A lo largo de la serie de artículos que he podido publicar, siempre he querido destacar la importancia de la vida. He condenado con vehemencia la violencia asesina, sea desarrollada por los Estados “de seguridad nacional”–desde los aviones no tripulados y los asesinatos preventivos de los poderosos hasta la tortura, las desapariciones forzadas y las ejecuciones extrajudiciales de otros Estados criminales– o por criminales al servicio del mejor postor, sea público o privado.
De hecho, sostengo que en la nueva Constitución debemos quitarle al Estado la posibilidad de aplicar la pena de muerte. Si el Estado no pudiese recurrir a ningún privilegio para ejecutar, con mayor razón los ciudadanos tendrían que convivir sin matar. Bastante gente muere en un país como el nuestro, carente de nutrición, salud y servicios, así como por actos de irresponsabilidad, como para que se quite la vida en defensa de intereses mezquinos. Todas estas muertes son “sin sentido”.
Hoy, en el período de transición del 2013 al 2014, quiero referirme a aquellas otras muertes que no dependen de nosotros, sino que corresponden a nuestra natural mortalidad. Quiero referirme al gran dolor que nos embarga ante la muerte inexorable de seres queridos. Personalmente, el año pasado hubo varias muertes que mucho me afectaron, particularmente las de dos cuñados, Ana María Grajeda, viuda de mi hermano mayor, y Ovidio Mazariegos, esposo de una de mis hermanas; y las de varias amistades en Estados Unidos y Austria, que brindaron su gran solidaridad a varios pueblos en lucha, incluido el nuestro. Ya este año, el día 9 de enero leí la esquela de la muerte del gran amigo Miguel Ángel Zetina, colega de la Facultad de Ingeniería de la USAC y exalumno salesiano, y se agregó al golpe de su muerte el hecho de no haberme podido despedir de él, al no saber de su enfermedad. Si la mayoría de estas muertes, por dolorosas que sean, forman parte de las “muertes naturales”, no por ello dejamos de sentirlas como muertes prematuras. Nos queda la sensación de que eran personas valiosas que han partido cuando aún podían brindar su condición humana y talento a sus familias, grupos sociales o al país, en su conjunto. Eso nos lleva a buscarle “el sentido”, muchísimas veces sin éxito, a nuestra mortalidad. Para los cristianos y otras religiones que creen en la vida posterior a la muerte, existe la resignación de pensar que al dejar las cargas propias del mundo material la vida futura de seres queridos será mucho mejor. Se lamentará la ausencia definitiva, en su condición de ser tangible; pero se tendrá la sensación de compañía espiritual, si bien imprecisa y no constante.

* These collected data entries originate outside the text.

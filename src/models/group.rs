use serde::{Deserialize, Serialize};
use sqlx::prelude::FromRow;
use uuid::Uuid;

#[derive(Debug, Clone, FromRow, Serialize, Deserialize)]
pub struct GroupModel {
    pub id: Uuid,
    pub name: String,
    pub description: Option<String>,
    pub created_at: chrono::DateTime<chrono::Utc>,
}

#[derive(Debug, Deserialize)]
pub struct GroupPayload {
    pub name: String,
    pub description: Option<String>,
}
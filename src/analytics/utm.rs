//! UTM attribution and referrer parsing.

use serde::Serialize;
use url::Url;

#[derive(Debug, Clone, Default, PartialEq, Eq, Serialize)]
pub struct UtmParams {
    pub source: Option<String>,
    pub medium: Option<String>,
    pub campaign: Option<String>,
    pub term: Option<String>,
    pub content: Option<String>,
}

impl UtmParams {
    /// Reads `utm_*` fields from a raw query string (without the leading `?`).
    pub fn from_query(query: &str) -> Self {
        let mut params = Self::default();
        for (key, value) in url::form_urlencoded::parse(query.as_bytes()) {
            let value = value.trim();
            if value.is_empty() {
                continue;
            }
            let slot = match key.as_ref() {
                "utm_source" => &mut params.source,
                "utm_medium" => &mut params.medium,
                "utm_campaign" => &mut params.campaign,
                "utm_term" => &mut params.term,
                "utm_content" => &mut params.content,
                _ => continue,
            };
            if slot.is_none() {
                *slot = Some(value.to_string());
            }
        }
        params
    }

    pub fn is_empty(&self) -> bool {
        self.source.is_none()
            && self.medium.is_none()
            && self.campaign.is_none()
            && self.term.is_none()
            && self.content.is_none()
    }

    /// Request query fields win; the referrer's query fills whatever is left.
    pub fn resolve(query: Option<&str>, referrer: Option<&str>) -> Self {
        let mut params = query.map(Self::from_query).unwrap_or_default();
        let from_referrer = referrer
            .and_then(|r| Url::parse(r).ok())
            .and_then(|url| url.query().map(Self::from_query))
            .unwrap_or_default();
        if from_referrer.is_empty() {
            return params;
        }

        params.source = params.source.or(from_referrer.source);
        params.medium = params.medium.or(from_referrer.medium);
        params.campaign = params.campaign.or(from_referrer.campaign);
        params.term = params.term.or(from_referrer.term);
        params.content = params.content.or(from_referrer.content);
        params
    }
}

/// Host of the referrer without a leading `www.`.
pub fn referrer_domain(referrer: &str) -> Option<String> {
    let url = Url::parse(referrer.trim()).ok()?;
    let host = url.host_str()?.to_ascii_lowercase();
    let host = host.strip_prefix("www.").unwrap_or(&host);
    (!host.is_empty()).then(|| host.to_string())
}
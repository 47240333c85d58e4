use axum::{
    Json, Router,
    extract::State,
    response::IntoResponse,
    routing::get,
};

use crate::{
    errors::ApiError, models::analytics::SummaryQuery, routes::extractors::ApiQuery,
    services::auth::Claims, startup::AppState,
};

pub fn router() -> Router<AppState> {
    Router::new().route("/api/analytics/summary", get(summary))
}

pub async fn summary(
    State(state): State<AppState>,
    claims: Claims,
    ApiQuery(query): ApiQuery<SummaryQuery>,
) -> Result<impl IntoResponse, ApiError> {
    let summary = state
        .analytics_service
        .summary(claims.scope()?, query.window_days())
        .await?;
    Ok(Json(summary))
}
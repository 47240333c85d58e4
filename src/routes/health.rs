use axum::{Json, Router, routing::get};
use serde_json::{Value, json};

use crate::startup::AppState;

pub fn router() -> Router<AppState> {
    Router::new().route("/health", get(health))
}

pub async fn health() -> Json<Value> {
    Json(json!({ "status": "ok" }))
}
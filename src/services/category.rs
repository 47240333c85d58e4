use uuid::Uuid;

use crate::{
    errors::ApiError,
    models::{
        Scope,
        category::{CategoryModel, CategoryPayload},
        validation,
    },
    store::CategoryRepository,
};

const DUPLICATE: &str = "A category with this name already exists";

#[derive(Clone, Debug)]
pub struct CategoryService {
    repo: CategoryRepository,
}

fn validate(payload: &CategoryPayload) -> Result<String, ApiError> {
    let name = validation::non_empty("name", &payload.name)?;
    if let Some(color) = &payload.color {
        validation::hex_color("color", color)?;
    }
    Ok(name)
}

impl CategoryService {
    pub fn new(repo: CategoryRepository) -> Self {
        Self { repo }
    }

    pub async fn create(&self, user_id: Uuid, payload: &CategoryPayload) -> Result<CategoryModel, ApiError> {
        let name = validate(payload)?;
        self.repo
            .create(user_id, &name, payload.color.as_deref())
            .await
            .map_err(|e| ApiError::from_write(e, DUPLICATE))
    }

    pub async fn list(&self, scope: Scope) -> Result<Vec<CategoryModel>, ApiError> {
        Ok(self.repo.list(scope).await?)
    }

    pub async fn get(&self, scope: Scope, id: Uuid) -> Result<CategoryModel, ApiError> {
        self.repo
            .find(scope, id)
            .await?
            .ok_or_else(|| ApiError::not_found("Category"))
    }

    pub async fn update(
        &self,
        scope: Scope,
        id: Uuid,
        payload: &CategoryPayload,
    ) -> Result<CategoryModel, ApiError> {
        let name = validate(payload)?;
        self.repo
            .update(scope, id, &name, payload.color.as_deref())
            .await
            .map_err(|e| ApiError::from_write(e, DUPLICATE))?
            .ok_or_else(|| ApiError::not_found("Category"))
    }

    pub async fn delete(&self, scope: Scope, id: Uuid) -> Result<(), ApiError> {
        if !self.repo.delete(scope, id).await? {
            return Err(ApiError::not_found("Category"));
        }
        Ok(())
    }

    /// Callers may only file things under categories they can see.
    pub async fn ensure_visible(&self, scope: Scope, id: Option<Uuid>) -> Result<(), ApiError> {
        if let Some(id) = id {
            if self.repo.find(scope, id).await?.is_none() {
                return Err(ApiError::validation("category_id does not exist"));
            }
        }
        Ok(())
    }
}
//! User-agent sniffing for device type, browser and operating system.
//!
//! Order matters throughout: Edge and Opera also claim to be Chrome, Chrome
//! claims to be Safari, iOS claims to be Mac OS X and Android claims Linux.

use serde::Serialize;

#[derive(Debug, Clone, Copy, PartialEq, Eq, Serialize)]
#[serde(rename_all = "lowercase")]
pub enum DeviceType {
    Mobile,
    Tablet,
    Desktop,
    Bot,
    Unknown,
}

impl DeviceType {
    pub fn as_str(&self) -> &'static str {
        match self {
            DeviceType::Mobile => "mobile",
            DeviceType::Tablet => "tablet",
            DeviceType::Desktop => "desktop",
            DeviceType::Bot => "bot",
            DeviceType::Unknown => "unknown",
        }
    }
}

#[derive(Debug, Clone, PartialEq, Eq)]
pub struct DeviceInfo {
    pub device_type: DeviceType,
    pub browser: Option<String>,
    pub browser_version: Option<String>,
    pub os: Option<String>,
    pub os_version: Option<String>,
}

impl DeviceInfo {
    fn unknown() -> Self {
        Self {
            device_type: DeviceType::Unknown,
            browser: None,
            browser_version: None,
            os: None,
            os_version: None,
        }
    }
}

const BOT_MARKERS: &[&str] = &[
    "bot",
    "crawler",
    "spider",
    "slurp",
    "facebookexternalhit",
    "preview",
    "curl/",
    "wget/",
    "python-requests",
    "headless",
];

pub fn parse_user_agent(user_agent: Option<&str>) -> DeviceInfo {
    let ua = match user_agent.map(str::trim) {
        Some(ua) if !ua.is_empty() => ua,
        _ => return DeviceInfo::unknown(),
    };

    let (browser, browser_version) = detect_browser(ua);
    let (os, os_version) = detect_os(ua);

    DeviceInfo {
        device_type: detect_device(ua),
        browser: browser.map(str::to_string),
        browser_version,
        os: os.map(str::to_string),
        os_version,
    }
}

fn detect_device(ua: &str) -> DeviceType {
    let lower = ua.to_ascii_lowercase();
    if BOT_MARKERS.iter().any(|marker| lower.contains(marker)) {
        return DeviceType::Bot;
    }
    if lower.contains("ipad")
        || lower.contains("tablet")
        || (lower.contains("android") && !lower.contains("mobile"))
    {
        return DeviceType::Tablet;
    }
    if lower.contains("mobi")
        || lower.contains("iphone")
        || lower.contains("ipod")
        || lower.contains("windows phone")
    {
        return DeviceType::Mobile;
    }
    DeviceType::Desktop
}

fn detect_browser(ua: &str) -> (Option<&'static str>, Option<String>) {
    const BROWSERS: &[(&str, &str)] = &[
        ("Edg/", "Edge"),
        ("EdgA/", "Edge"),
        ("EdgiOS/", "Edge"),
        ("Edge/", "Edge"),
        ("OPR/", "Opera"),
        ("Opera/", "Opera"),
        ("SamsungBrowser/", "Samsung Internet"),
        ("Firefox/", "Firefox"),
        ("FxiOS/", "Firefox"),
        ("CriOS/", "Chrome"),
        ("Chrome/", "Chrome"),
    ];

    for (marker, name) in BROWSERS {
        if let Some(version) = version_after(ua, marker) {
            return (Some(name), Some(version));
        }
    }
    if ua.contains("Safari/") {
        return (Some("Safari"), version_after(ua, "Version/"));
    }
    if let Some(version) = version_after(ua, "MSIE ") {
        return (Some("Internet Explorer"), Some(version));
    }
    if ua.contains("Trident/") {
        return (Some("Internet Explorer"), version_after(ua, "rv:"));
    }
    (None, None)
}

fn detect_os(ua: &str) -> (Option<&'static str>, Option<String>) {
    if let Some(nt) = version_after(ua, "Windows NT ") {
        let version = match nt.as_str() {
            "10.0" => "10",
            "6.3" => "8.1",
            "6.2" => "8",
            "6.1" => "7",
            "6.0" => "Vista",
            "5.1" | "5.2" => "XP",
            other => other,
        };
        return (Some("Windows"), Some(version.to_string()));
    }
    if ua.contains("Windows Phone") {
        return (Some("Windows Phone"), version_after(ua, "Windows Phone "));
    }
    if ua.contains("iPad") {
        return (Some("iPadOS"), version_after(ua, "CPU OS ").map(dotted));
    }
    if ua.contains("iPhone") || ua.contains("iPod") {
        return (Some("iOS"), version_after(ua, "iPhone OS ").map(dotted));
    }
    if ua.contains("Android") {
        return (Some("Android"), version_after(ua, "Android "));
    }
    if ua.contains("CrOS") {
        return (Some("Chrome OS"), None);
    }
    if ua.contains("Mac OS X") {
        return (Some("macOS"), version_after(ua, "Mac OS X ").map(dotted));
    }
    if ua.contains("Linux") {
        return (Some("Linux"), None);
    }
    (None, None)
}

/// Digits and dots (or underscores) right after `marker`.
fn version_after(ua: &str, marker: &str) -> Option<String> {
    let start = ua.find(marker)? + marker.len();
    let version: String = ua[start..]
        .chars()
        .take_while(|c| c.is_ascii_digit() || *c == '.' || *c == '_')
        .collect();
    let version = version.trim_end_matches(['.', '_']).to_string();
    (!version.is_empty()).then_some(version)
}

fn dotted(version: String) -> String {
    version.replace('_', ".")
}
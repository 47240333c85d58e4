pub mod admin;
pub mod analytics;
pub mod auth;
pub mod category;
pub mod qr_code;
pub mod qr_image;
pub mod redirect;
pub mod settings;
pub mod short_url;
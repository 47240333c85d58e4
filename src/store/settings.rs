use serde_json::{Map, Value};
use sqlx::{Pool, Postgres, types::Json};

#[derive(Clone, Debug)]
pub struct SettingsRepository {
    pool: Pool<Postgres>,
}

impl SettingsRepository {
    pub fn new(pool: Pool<Postgres>) -> Self {
        Self { pool }
    }

    pub async fn all(&self) -> anyhow::Result<Map<String, Value>> {
        let rows = sqlx::query_as::<_, (String, Json<Value>)>("SELECT key, value FROM settings")
            .fetch_all(&self.pool)
            .await?;
        Ok(rows
            .into_iter()
            .map(|(key, Json(value))| (key, value))
            .collect())
    }

    pub async fn upsert(&self, key: &str, value: &Value) -> anyhow::Result<()> {
        sqlx::query(
            "INSERT INTO settings (key, value, updated_at) VALUES ($1, $2, now())
            ON CONFLICT (key) DO UPDATE SET value = EXCLUDED.value, updated_at = now()",
        )
        .bind(key)
        .bind(Json(value))
        .execute(&self.pool)
        .await?;
        Ok(())
    }
}
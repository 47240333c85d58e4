use chrono::{DateTime, Utc};
use serde::{Deserialize, Serialize};
use sqlx::prelude::FromRow;
use uuid::Uuid;

#[derive(Debug, Clone, FromRow, Serialize, Deserialize)]
pub struct ShortUrlModel {
    pub id: Uuid,
    pub user_id: Uuid,
    pub category_id: Option<Uuid>,
    pub short_code: String,
    pub original_url: String,
    pub title: Option<String>,
    pub is_active: bool,
    pub expires_at: Option<DateTime<Utc>>,
    pub max_clicks: Option<i32>,
    pub click_count: i32,
    pub created_at: DateTime<Utc>,
    pub updated_at: DateTime<Utc>,
}

#[derive(Debug, Clone, Deserialize)]
pub struct NewShortUrl {
    pub original_url: String,
    pub title: Option<String>,
    pub custom_code: Option<String>,
    pub category_id: Option<Uuid>,
    pub expires_at: Option<DateTime<Utc>>,
    pub max_clicks: Option<i32>,
}

#[derive(Debug, Clone, Default, Deserialize)]
pub struct UpdateShortUrl {
    pub original_url: Option<String>,
    pub title: Option<String>,
    pub is_active: Option<bool>,
    #[serde(default, deserialize_with = "crate::models::double_option")]
    pub category_id: Option<Option<Uuid>>,
    #[serde(default, deserialize_with = "crate::models::double_option")]
    pub expires_at: Option<Option<DateTime<Utc>>>,
    #[serde(default, deserialize_with = "crate::models::double_option")]
    pub max_clicks: Option<Option<i32>>,
}

/// Returned on creation so clients do not have to assemble the public link.
#[derive(Debug, Serialize)]
pub struct ShortUrlCreated {
    #[serde(flatten)]
    pub short_url: ShortUrlModel,
    pub short_url_link: String,
}
use std::collections::HashMap;
use std::sync::Arc;

use crate::error::{ModelError, PredictError};
use crate::features::{derive, parse_form};
use crate::model::ModelStore;
use crate::types::{FeatureRecord, FeatureVector, FEATURE_COUNT, FEATURE_NAMES};

// 2^63; every float below it fits in an i64.
const I64_BOUND: f64 = 9_223_372_036_854_775_808.0;

/// Turn the raw model output into the number shown to the user. NaN,
/// infinities and magnitudes past `i64` are errors, never a saturated value.
pub fn postprocess(raw: f64) -> Result<i64, ModelError> {
    let scaled = (raw * 1000.0).abs().round();
    if !raw.is_finite() || !scaled.is_finite() || scaled >= I64_BOUND {
        return Err(ModelError::NonFinite(raw));
    }
    Ok(scaled as i64)
}

/// Feature derivation plus inference against the shared model.
pub struct PredictionService {
    models: Arc<ModelStore>,
    log_features: bool,
}

impl PredictionService {
    pub fn new(models: Arc<ModelStore>) -> Self {
        Self {
            models,
            log_features: false,
        }
    }

    pub fn with_feature_logging(mut self, on: bool) -> Self {
        self.log_features = on;
        self
    }

    pub fn models(&self) -> &ModelStore {
        &self.models
    }

    /// Parse, validate and predict from a submitted form.
    pub fn predict_form(&self, form: &HashMap<String, String>) -> Result<i64, PredictError> {
        let candidates = parse_form(form)?;
        let record = FeatureRecord::from_candidates(&candidates)?;
        self.predict(&record)
    }

    pub fn predict(&self, record: &FeatureRecord) -> Result<i64, PredictError> {
        let derived = derive(record)?;
        let features = FeatureVector::assemble(record, &derived);

        if self.log_features {
            let sample: Vec<String> = FEATURE_NAMES
                .iter()
                .zip(features.as_slice())
                .map(|(name, v)| format!("{}={:.5}", name, v))
                .collect();
            tracing::info!("final features: [{}]", sample.join(", "));
        }

        let model = self.models.get()?;
        if let Some(expected) = model.input_dim() {
            if expected != FEATURE_COUNT {
                return Err(ModelError::ShapeMismatch {
                    got: FEATURE_COUNT,
                    expected,
                }
                .into());
            }
        }

        let out = model
            .predict(&features.to_batch())
            .map_err(ModelError::Backend)?;
        let raw = *out.first().ok_or(ModelError::EmptyOutput)?;
        tracing::debug!("raw model output {}", raw);

        let result = postprocess(raw)?;
        tracing::info!("ML prediction: {}", result);
        Ok(result)
    }
}
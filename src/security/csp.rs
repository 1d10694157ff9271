use axum::http::{header, HeaderValue};
use tower_http::set_header::SetResponseHeaderLayer;

/// Server-side policy. Matches the `<meta>` policy the pages carry.
pub const POLICY: &str = concat!(
    "base-uri 'self'; ",
    "default-src 'self'; ",
    "style-src 'self'; ",
    "script-src 'self'; ",
    "img-src 'self' data:; ",
    "media-src 'self'; ",
    "font-src 'self'; ",
    "object-src 'self'; ",
    "child-src 'self'; ",
    "connect-src 'self'; ",
    "worker-src 'self'; ",
    "report-uri /csp_report; ",
    "frame-ancestors 'none'; ",
    "form-action 'self'; ",
    "frame-src 'none'",
);

pub fn csp_layer() -> SetResponseHeaderLayer<HeaderValue> {
    SetResponseHeaderLayer::overriding(
        header::CONTENT_SECURITY_POLICY,
        HeaderValue::from_static(POLICY),
    )
}

pub fn nosniff_layer() -> SetResponseHeaderLayer<HeaderValue> {
    SetResponseHeaderLayer::if_not_present(
        header::X_CONTENT_TYPE_OPTIONS,
        HeaderValue::from_static("nosniff"),
    )
}

pub fn frame_options_layer() -> SetResponseHeaderLayer<HeaderValue> {
    SetResponseHeaderLayer::if_not_present(
        header::X_FRAME_OPTIONS,
        HeaderValue::from_static("DENY"),
    )
}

Hay muertes, sin embargo, que resultan menos explicables, que parecen tener todavía menos “sentido”. El día 10 de enero, nuestra familia estará conmemorando los 35 años de la muerte de Héctor Eduardo Molina Mejía, mi hermano mayor, el primogénito de una familia de ocho hermanos y hermanas. Murió a los 39 años, como resultado de una falla renal, cuando se encontraba en la plenitud de su desarrollo intelectual y profesional. Había integrado la Junta Directiva del Colegio de Ingenieros, era el Director de la Escuela Técnica y excelente catedrático de Mecánica de Fluidos en la Facultad de Ingeniería de la USAC. Dedicado en la vida familiar a su esposa y cuatro hijas, todavía encontraba tiempo para jugar futbol y llevar alegría a la familia ampliada y a sus amistades. En la Facultad de Ingeniería se le recuerda con una placa, el nombre de la Escuela Técnica y un frondoso árbol, así como en la memoria cariñosa de muchos colegas y exalumnos suyos. Fue de esas muertes a las que menos “sentido” se les encuentra. La mayoría de familias cuenta con seres extraordinarios que marcan las características de sus miembros. En la nuestra, esa vida se apagó, prematuramente para nosotros, en 1979; pero subsiste su huella.